You want to minimize, not eliminate because they often help boost an employee’s overall productivity. Ideally, unproductive hours should be within reason. And, more importantly, unproductive hours need to be accounted for when you’re pricing your product or service.
Here’s a simple example of how you can use time data in your business.
Say you’re a consultant. You’ve priced your services on a certain type of project – project A – at $1000. Typically, you need one employee per client for project type A, which requires ten productive hours to complete.
Your employee’s remuneration is $1500 a week for a 30-hour workweek. This also means that project A’s employee cost to you is $500. Assuming you incur no overheads, you’ll earn $500 per project A completed (i.e. $1000 price – $500 of employee cost).
However, after you start tracking time, you realize your employee is actually spending 12 hours on all type A projects. The employee spends two hours of their time communicating with the client about the project – providing updates, answering questions, and requesting information.

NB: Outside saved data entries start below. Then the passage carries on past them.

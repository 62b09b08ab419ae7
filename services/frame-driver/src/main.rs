//! Headless isoline frame driver.
//!
//! Samples a Perlin field over a fixed grid for a sequence of times,
//! extracts the zero isolines of each frame, and either writes every frame
//! to a JSON-lines file or logs a per-frame summary.

use anyhow::Result;
use clap::Parser;
use frame_driver::{run, DriverConfig, JsonLinesSink, SummarySink};
use std::path::PathBuf;
use tracing::info;
use tracing_subscriber::{fmt, EnvFilter};

#[derive(Parser, Debug)]
#[command(name = "frame-driver")]
#[command(about = "Compute isoline frames from a time-varying noise field")]
struct Args {
    /// Configuration file path (YAML)
    #[arg(short, long, env = "FRAME_DRIVER_CONFIG")]
    config: Option<PathBuf>,

    /// Number of frames to compute
    #[arg(short, long)]
    frames: Option<u64>,

    /// Time of the first frame
    #[arg(long)]
    start_time: Option<f64>,

    /// Time advanced between frames
    #[arg(long)]
    time_step: Option<f64>,

    /// Noise permutation seed
    #[arg(long)]
    seed: Option<u64>,

    /// Write frames as JSON lines to this file
    #[arg(short, long, env = "FRAME_DRIVER_OUTPUT")]
    output: Option<PathBuf>,

    /// Log level
    #[arg(long, default_value = "info", env = "RUST_LOG")]
    log_level: String,

    /// Emit logs as JSON objects
    #[arg(long)]
    json_logs: bool,
}

impl Args {
    /// Overlay command-line values on a loaded configuration.
    fn apply(&self, config: &mut DriverConfig) {
        if let Some(frames) = self.frames {
            config.frames = frames;
        }
        if let Some(start_time) = self.start_time {
            config.start_time = start_time;
        }
        if let Some(time_step) = self.time_step {
            config.time_step = time_step;
        }
        if self.seed.is_some() {
            config.seed = self.seed;
        }
        if self.output.is_some() {
            config.output = self.output.clone();
        }
    }
}

fn main() -> Result<()> {
    let args = Args::parse();

    // Initialize tracing
    let filter = EnvFilter::new(&args.log_level);

    if args.json_logs {
        fmt()
            .with_env_filter(filter)
            .with_target(true)
            .json()
            .init();
    } else {
        fmt()
            .with_env_filter(filter)
            .with_target(true)
            .with_level(true)
            .init();
    }

    let mut config = match &args.config {
        Some(path) => DriverConfig::from_file(path)?,
        None => DriverConfig {
            engine: contour_engine::EngineConfig::from_env(),
            ..DriverConfig::default()
        },
    };
    args.apply(&mut config);
    config.validate()?;

    info!(
        rows = config.engine.rows,
        cols = config.engine.cols,
        grid_spacing = config.engine.grid_spacing,
        ambiguity = %config.engine.ambiguity,
        "Loaded configuration"
    );

    let summary = match &config.output {
        Some(path) => {
            let mut sink = JsonLinesSink::create(path)?;
            let summary = run(&config, &mut sink)?;
            info!(path = %path.display(), "Wrote frames");
            summary
        }
        None => {
            let mut sink = SummarySink::default();
            run(&config, &mut sink)?
        }
    };

    println!(
        "{} frames, {} segments, {:.2} ms/frame",
        summary.frames,
        summary.segments,
        summary.mean_frame_time().as_secs_f64() * 1000.0
    );

    Ok(())
}
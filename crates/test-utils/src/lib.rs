//! Shared test utilities for the isoline workspace.
//!
//! This crate provides common testing infrastructure including:
//! - Approximate float assertion macros
//! - Synthetic field and corner-value generators
//! - Golden fixtures for contour output
//!
//! # Usage
//!
//! Add to your crate's `Cargo.toml`:
//!
//! ```toml
//! [dev-dependencies]
//! test-utils = { path = "../test-utils" }
//! ```
//!
//! Then import in your tests:
//!
//! ```ignore
//! use test_utils::{assert_approx_eq, corners_for_case, fixtures};
//! ```

pub mod fixtures;
pub mod generators;

// Re-export commonly used items at the crate root
pub use generators::*;

/// Macro for approximate floating-point equality assertions.
///
/// # Usage
///
/// ```ignore
/// use test_utils::assert_approx_eq;
///
/// assert_approx_eq!(1.0001_f64, 1.0_f64, 0.001_f64); // passes
/// assert_approx_eq!(1.1_f32, 1.0_f32, 0.001_f32);    // fails
/// ```
#[macro_export]
macro_rules! assert_approx_eq {
    ($left:expr, $right:expr, $epsilon:expr) => {{
        let left: f64 = $left as f64;
        let right: f64 = $right as f64;
        let epsilon: f64 = $epsilon as f64;
        let diff = (left - right).abs();
        if diff > epsilon {
            panic!(
                "assertion failed: `(left ≈ right)`\n  left: `{:?}`,\n right: `{:?}`,\n  diff: `{:?}` > epsilon `{:?}`",
                left, right, diff, epsilon
            );
        }
    }};
}

/// Macro for approximate equality of coordinate pairs.
///
/// # Usage
///
/// ```ignore
/// use test_utils::assert_coords_approx_eq;
///
/// assert_coords_approx_eq!((p.x, p.y), (10.0, 20.0), 1e-5);
/// ```
#[macro_export]
macro_rules! assert_coords_approx_eq {
    (($x1:expr, $y1:expr), ($x2:expr, $y2:expr), $epsilon:expr) => {{
        $crate::assert_approx_eq!($x1, $x2, $epsilon);
        $crate::assert_approx_eq!($y1, $y2, $epsilon);
    }};
}
//! Synthetic scalar data for contour tests.
//!
//! Grids are returned as vertex values in row-major order, bottom row
//! first, matching `Grid::from_values`. A grid of `rows x cols` cells has
//! `(rows + 1) * (cols + 1)` values.

/// Corner values `[bl, br, tr, tl]` for a marching squares case.
///
/// Inside corners get distinct positive values and outside corners
/// distinct negative values, so no two corners share a magnitude.
///
/// # Example
///
/// ```
/// use test_utils::corners_for_case;
///
/// let [bl, br, tr, tl] = corners_for_case(1);
/// assert!(bl > 0.0 && br < 0.0 && tr < 0.0 && tl < 0.0);
/// ```
pub fn corners_for_case(case: u8) -> [f32; 4] {
    corners_for_case_scaled(case, 1.0, 1.0)
}

/// Like [`corners_for_case`] with separate scales for inside and outside.
pub fn corners_for_case_scaled(case: u8, inside_scale: f32, outside_scale: f32) -> [f32; 4] {
    assert!(case < 16, "case must be in 0..16, got {}", case);
    // Per-corner magnitudes so interpolated points are not all midpoints
    let magnitudes = [1.0f32, 2.0, 3.0, 0.5];
    let mut corners = [0.0f32; 4];
    for (bit, corner) in corners.iter_mut().enumerate() {
        *corner = if case & (1 << bit) != 0 {
            magnitudes[bit] * inside_scale
        } else {
            -magnitudes[bit] * outside_scale
        };
    }
    corners
}

/// Vertex values for a single-cell grid with the given corners.
///
/// Reorders `[bl, br, tr, tl]` into row-major storage `[bl, br, tl, tr]`.
pub fn single_cell_values(corners: [f32; 4]) -> Vec<f32> {
    let [bl, br, tr, tl] = corners;
    vec![bl, br, tl, tr]
}

/// Creates a grid with the same value everywhere.
pub fn create_constant_grid(rows: usize, cols: usize, value: f32) -> Vec<f32> {
    vec![value; (rows + 1) * (cols + 1)]
}

/// Creates a horizontal ramp `value = col - zero_col`.
///
/// The zero crossing is a vertical line at column `zero_col`.
pub fn create_ramp_grid(rows: usize, cols: usize, zero_col: f32) -> Vec<f32> {
    let mut data = Vec::with_capacity((rows + 1) * (cols + 1));
    for _row in 0..=rows {
        for col in 0..=cols {
            data.push(col as f32 - zero_col);
        }
    }
    data
}

/// Creates a cone `value = radius - distance(center)`, in vertex units.
///
/// Positive inside the disc, so the isoline approximates a circle.
pub fn create_radial_grid(rows: usize, cols: usize, radius: f32) -> Vec<f32> {
    let cx = cols as f32 / 2.0;
    let cy = rows as f32 / 2.0;
    let mut data = Vec::with_capacity((rows + 1) * (cols + 1));
    for row in 0..=rows {
        for col in 0..=cols {
            let dx = col as f32 - cx;
            let dy = row as f32 - cy;
            data.push(radius - (dx * dx + dy * dy).sqrt());
        }
    }
    data
}

/// Creates alternating +1 / -1 vertices. Every cell is a saddle.
pub fn create_checkerboard_grid(rows: usize, cols: usize) -> Vec<f32> {
    let mut data = Vec::with_capacity((rows + 1) * (cols + 1));
    for row in 0..=rows {
        for col in 0..=cols {
            data.push(if (row + col) % 2 == 0 { 1.0 } else { -1.0 });
        }
    }
    data
}

/// Creates a smooth wavy field with many sign changes.
pub fn create_wavy_grid(rows: usize, cols: usize) -> Vec<f32> {
    let mut data = Vec::with_capacity((rows + 1) * (cols + 1));
    for row in 0..=rows {
        for col in 0..=cols {
            let fx = col as f32 * 0.41;
            let fy = row as f32 * 0.29;
            data.push(fx.sin() + fy.cos() * 0.8 + (fx + fy).sin() * 0.3 + 0.05);
        }
    }
    data
}
//! Error types for isoline extraction.

use thiserror::Error;

/// Errors that can occur while sampling a field or building contours.
#[derive(Error, Debug, Clone, PartialEq)]
pub enum ContourError {
    /// Grid geometry or engine options were rejected at construction.
    #[error("invalid configuration: {0}")]
    InvalidConfig(String),

    /// The interpolator was handed an edge whose endpoints share a sign
    /// bucket. This means the classifier and the edge table disagree.
    #[error("degenerate edge: cannot find root between ({x0}, {f0}) and ({x1}, {f1})")]
    DegenerateEdge { x0: f32, f0: f32, x1: f32, f1: f32 },

    /// The scalar field returned NaN or an infinity.
    #[error("scalar field returned non-finite value {value} at ({x}, {y}, t={t})")]
    NonFiniteSample { x: f64, y: f64, t: f64, value: f64 },

    /// A hand-built grid does not have `(rows + 1) * (cols + 1)` vertices.
    #[error("grid shape mismatch: expected {expected} vertices, got {actual}")]
    GridShape { expected: usize, actual: usize },
}

impl ContourError {
    /// Create an InvalidConfig error.
    pub fn invalid_config(msg: impl Into<String>) -> Self {
        Self::InvalidConfig(msg.into())
    }

    /// Whether this error points at a defect in the engine itself rather
    /// than at bad input.
    pub fn is_internal(&self) -> bool {
        matches!(self, Self::DegenerateEdge { .. })
    }
}

/// Result type for contour engine operations.
pub type Result<T> = std::result::Result<T, ContourError>;

#[cfg(test)]
mod tests {
    use super::*;

    #[test]
    fn test_display_messages() {
        let err = ContourError::invalid_config("rows must be > 0");
        assert_eq!(err.to_string(), "invalid configuration: rows must be > 0");

        let err = ContourError::GridShape {
            expected: 9,
            actual: 4,
        };
        assert!(err.to_string().contains("expected 9"));
    }

    #[test]
    fn test_is_internal() {
        let degenerate = ContourError::DegenerateEdge {
            x0: 0.0,
            f0: 1.0,
            x1: 1.0,
            f1: 1.0,
        };
        assert!(degenerate.is_internal());
        assert!(!ContourError::invalid_config("x").is_internal());
    }
}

Those two extra hours cost you $100 extra every time you finish a type A project. Without time tracking data, you wouldn’t know how much time your employee is spending on a particular project, and therefore, fail to price it appropriately.

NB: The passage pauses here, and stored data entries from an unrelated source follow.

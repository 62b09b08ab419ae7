//! Core value types shared by the sampler, builder and renderers.

use bytemuck::{Pod, Zeroable};
use serde::{Deserialize, Serialize};

/// A point in output coordinate space.
#[repr(C)]
#[derive(Debug, Clone, Copy, PartialEq, Default, Pod, Zeroable, Serialize, Deserialize)]
pub struct Point {
    pub x: f32,
    pub y: f32,
}

impl Point {
    pub fn new(x: f32, y: f32) -> Self {
        Self { x, y }
    }

    /// Offset this point by another, component-wise.
    pub fn offset(self, dx: f32, dy: f32) -> Self {
        Self::new(self.x + dx, self.y + dy)
    }
}

/// A sampled grid vertex: position plus the scaled field value.
///
/// Layout is a `vec2` position followed by one `float`, so a slice of
/// these can be uploaded directly as interleaved vertex data.
#[repr(C)]
#[derive(Debug, Clone, Copy, PartialEq, Default, Pod, Zeroable, Serialize, Deserialize)]
pub struct SamplePoint {
    pub pos: Point,
    pub val: f32,
}

impl SamplePoint {
    pub fn new(x: f32, y: f32, val: f32) -> Self {
        Self {
            pos: Point::new(x, y),
            val,
        }
    }
}

/// A line segment between two points
#[derive(Debug, Clone, Copy, PartialEq)]
pub struct Segment {
    pub start: Point,
    pub end: Point,
}

/// Iterate a flat line-list as segments.
///
/// A trailing unpaired point is ignored; the builder never produces one.
pub fn segments(points: &[Point]) -> impl Iterator<Item = Segment> + '_ {
    points.chunks_exact(2).map(|pair| Segment {
        start: pair[0],
        end: pair[1],
    })
}
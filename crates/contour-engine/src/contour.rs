//! Contour line (isoline) extraction using the marching squares algorithm.
//!
//! Every cell is classified, its crossing pattern looked up, and the
//! crossing points interpolated from the cell's own corner values. The
//! result is a flat line-list: each consecutive pair of points is one
//! segment. Segments are not joined into polylines.
//!
//! Cells are visited bottom row first, left to right, and each cell emits
//! its pairs in table order, so output is reproducible for a given grid.

use crate::config::EngineConfig;
use crate::edge_table::AmbiguousResolution;
use crate::error::{ContourError, Result};
use crate::field::{Cell, Grid};
use crate::interpolate::InterpolationMode;
use crate::types::Point;
use rayon::prelude::*;

/// Minimum cells to benefit from building rows in parallel
pub const PARALLEL_THRESHOLD: usize = 16_384; // 128x128 or larger

/// Turns sampled grids into isoline segments.
#[derive(Debug, Clone, Copy, PartialEq)]
pub struct ContourBuilder {
    ambiguity: AmbiguousResolution,
    interpolation: InterpolationMode,
    parallel_threshold: usize,
}

impl Default for ContourBuilder {
    fn default() -> Self {
        Self::new(AmbiguousResolution::default(), InterpolationMode::default())
    }
}

impl ContourBuilder {
    pub fn new(ambiguity: AmbiguousResolution, interpolation: InterpolationMode) -> Self {
        Self {
            ambiguity,
            interpolation,
            parallel_threshold: PARALLEL_THRESHOLD,
        }
    }

    pub fn from_config(config: &EngineConfig) -> Self {
        Self::new(config.ambiguity, config.interpolation)
    }

    /// Override the cell count at which rows are built in parallel.
    pub fn with_parallel_threshold(mut self, cells: usize) -> Self {
        self.parallel_threshold = cells;
        self
    }

    pub fn ambiguity(&self) -> AmbiguousResolution {
        self.ambiguity
    }

    pub fn interpolation(&self) -> InterpolationMode {
        self.interpolation
    }

    /// Build the isoline line-list for `grid`.
    pub fn build(&self, grid: &Grid) -> Result<Vec<Point>> {
        let mut points = Vec::new();
        self.build_into(grid, &mut points)?;
        Ok(points)
    }

    /// Replace the contents of `out` with the isolines of `grid`.
    ///
    /// On failure `out` is left empty.
    pub fn build_into(&self, grid: &Grid, out: &mut Vec<Point>) -> Result<()> {
        out.clear();

        if !grid.is_complete() {
            return Err(ContourError::GridShape {
                expected: (grid.rows() + 1) * (grid.cols() + 1),
                actual: grid.points().len(),
            });
        }

        let result = if grid.rows() * grid.cols() >= self.parallel_threshold {
            self.build_parallel(grid, out)
        } else {
            self.build_sequential(grid, out)
        };

        if result.is_err() {
            out.clear();
        }
        result
    }

    fn build_sequential(&self, grid: &Grid, out: &mut Vec<Point>) -> Result<()> {
        for y in 0..grid.rows() {
            for cell in grid.row_cells(y) {
                self.build_cell(&cell, grid.spacing(), out)?;
            }
        }
        Ok(())
    }

    fn build_parallel(&self, grid: &Grid, out: &mut Vec<Point>) -> Result<()> {
        let rows: Vec<Vec<Point>> = (0..grid.rows())
            .into_par_iter()
            .map(|y| -> Result<Vec<Point>> {
                let mut row = Vec::new();
                for cell in grid.row_cells(y) {
                    self.build_cell(&cell, grid.spacing(), &mut row)?;
                }
                Ok(row)
            })
            .collect::<Result<_>>()?;

        out.reserve(rows.iter().map(Vec::len).sum());
        for row in rows {
            out.extend(row);
        }
        Ok(())
    }

    /// Append the segments of a single cell to `out`.
    ///
    /// Emits 0, 2 or 4 points.
    pub fn build_cell(&self, cell: &Cell, spacing: f32, out: &mut Vec<Point>) -> Result<()> {
        let case = cell.case();
        for &(from, to) in self.ambiguity.edges(case, cell.corner_values()) {
            let start = cell.crossing(from, self.interpolation, spacing)?;
            let end = cell.crossing(to, self.interpolation, spacing)?;
            out.push(start);
            out.push(end);
        }
        Ok(())
    }
}

/// Marching squares with the default policies.
pub fn march_squares(grid: &Grid) -> Result<Vec<Point>> {
    ContourBuilder::default().build(grid)
}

Time tracking can help you quickly identify gaps in your pricing for both large and small businesses. Once you have the data, it’s a matter of running the numbers. You’ll be surprised how insightful time data can be, especially when you first start using it.
But there’s a caveat—breaking the news to employees about tracking time data can often be seen in a bad light.
Ease Employees Into Time Tracking
You know the benefits of time tracking, but your employees don’t. And they probably won’t be excited about using a time tracking tool. Nobody likes being monitored, so resistance isn’t entirely surprising.
The fears of your employees are rooted in the false notion that the time data will be used for micromanagement. The onus of explaining the correct rationale, though, is on the manager.
It’s important to understand that you can’t rush them into it. Help them understand that time tracking offers value for both them as well as the company by having conversations before implementing a time tracking system. Communicating change is key to minimizing friction and successfully implementing the change.
Now that you know what time tracking is, the benefits of time tracking, and the potential challenges in using time tracking, you should invest some time learning more about how you can make change easier for your employees and implement it without operational disruption.